A sweet kid


I find birthdays rather depressing — you just get older and older until you die. My sister always reminds me that there is something worse, though. She and I approximated the same birthday, I was born on 9 March, she was born on 11 March, 11 years after me. I always knew her birthday, and I always knew exactly how old she was, and I got to watch my baby sister grow up. Here she is, with my father:

Lisa Marie Myers Clendening, 1968-2001

Lisa Marie Myers Clendening, 1968-2001

I think of her every 11th of March.

She died when she was only 33.

See? The thing that’s worse than birthdays is not having any any more, and she’s always reminding me of that.

Comments

  1. jacksprocket says

    What a sister. She would have been 49, so she died 16 years ago ( A+ for maths, that’s me). I had a friend who died, same age, 24 years ago. Little blind beautiful Tina O’Brien. Life had it in for her- heart trouble, brain tumour, it was an aneurism that stilled her relentless advocacy for people perceived as less able or less beautiful. And her acid tongue used on anyone who displayed lazy bigotry. Sod the melancholia, celebrate great people.

  2. chuckonpiggott says

    So sorry, PZ. Today we celbrated my brother’s 70th and his son’s 33rd. They share a birthday, March 12. The son does not like it. Thinks he was shortchanged having to share a birthday with his father.

  3. Ed Seedhouse says

    Well, if a whole lot of people hadn’t died over many thousands of years, there wouldn’t be any room left for me. I don’t mind making way in my turn.
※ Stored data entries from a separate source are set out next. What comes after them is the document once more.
//! Line-count estimation.
//!
//! There is no shaping engine behind the paginator, so wrapped line counts
//! are guessed from an average glyph width. Page-break decisions depend on
//! the exact numbers produced here; the constants and clamps must not drift.

/// Average glyph width as a fraction of the font size.
pub const CHAR_WIDTH_RATIO: f32 = 0.5;

/// Strategy for guessing how many wrapped lines a span of text occupies.
pub trait LineEstimator {
    /// Estimated line count for `text`; always at least 1.
    fn estimate_lines(&self, text: &str, max_width_px: f32, font_size_px: f32) -> usize;
}

/// Average-character-width model: every glyph is `font_size * 0.5` wide.
#[derive(Debug, Clone, Copy, Default)]
pub struct AverageCharWidth;

impl LineEstimator for AverageCharWidth {
    fn estimate_lines(&self, text: &str, max_width_px: f32, font_size_px: f32) -> usize {
        estimate_lines(text, max_width_px, font_size_px)
    }
}

/// Free-function form of [`AverageCharWidth`].
pub fn estimate_lines(text: &str, max_width_px: f32, font_size_px: f32) -> usize {
    let chars_per_line = chars_per_line(max_width_px, font_size_px);
    (text.chars().count() / chars_per_line).max(1)
}

/// Characters that fit on one line; at least 1.
pub fn chars_per_line(max_width_px: f32, font_size_px: f32) -> usize {
    let char_width = sanitize_font_size(font_size_px) * CHAR_WIDTH_RATIO;
    // NaN and negative widths cast to 0.
    ((max_width_px / char_width).floor() as usize).max(1)
}

/// Font sizes below 1 px (and non-finite ones) are treated as 1 px.
pub(crate) fn sanitize_font_size(font_size_px: f32) -> f32 {
    if font_size_px.is_finite() {
        font_size_px.max(1.0)
    } else {
        1.0
    }
}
    I don’t fear death, because, frankly, I can’t comprehend it emotionally, but I do fear dying. That’s because I am a product of evolution and fear of dying tends to help people to survive and produce progeny. Mind you I’m 73 and haven’t produced any myself, so I am an evolutionary dead end, I suppose. That’s life.

    I was, as Mark Twain said, dead for billions of years and didn’t mind at all.
    We live in a universe where everything that starts eventually stops. That’s the deal.

  4. Nerd of Redhead, Dances OM Trolls says

    I lost a couple of class mates early, Somebody who ended up deaf due to mumps, who died during an operation to change that fact. and a friend of the family who died by now what we know as Reyes Syndrome.

    These always come up when I try to put the Redhead’s death in perspective. Someday, I might ask PZ to publish what was going on in my mind during that terrible time.

  5. redwood says

    I also had a younger sister die (at 38 from melanoma). I know all life is change, but some of the changes are tough to handle. My aunt lived to be 96 and said the hardest thing about it was losing all of her friends and same-generation family. However, she said she made up for it by making new friends and getting to know the younger members of her family.

  6. Jack-booted Verbalist says

    I can only imagine the loss of a much-beloved younger sibling. I am so sorry.

    Your dad? You look like him a bit. Yes?

  7. handsomemrtoad says

    Was she a musical genius? Musical geniuses seem (anecdotally) to die in their 30s: Mozart, Schubert, Fritz Wunderlich, and Erwin Wohlfahrt.

    Fritz Wunderlich–pretty much the undisputed greatest small-voiced, high-precision lyric/chamber tenor of all time–died at age 35 in the stupidest possible way: he got drunk at a hunting lodge and fell down a flight of stairs. He was two weeks away from his debut at the Met. Watch/listen to this: https://www.youtube.com/watch?v=px0H0rD2L2E

  8. bryanfeir says

    From Through the Looking Glass:

    Alice felt even more indignant at this suggestion. ‘I mean,’ she said, ‘that one can’t help growing older.’

    One can’t, perhaps,’ said Humpty Dumpty; ‘but two can. With proper assistance, you might have left off at seven.’

    At which point, Alice, smart girl that she was, changes the subject.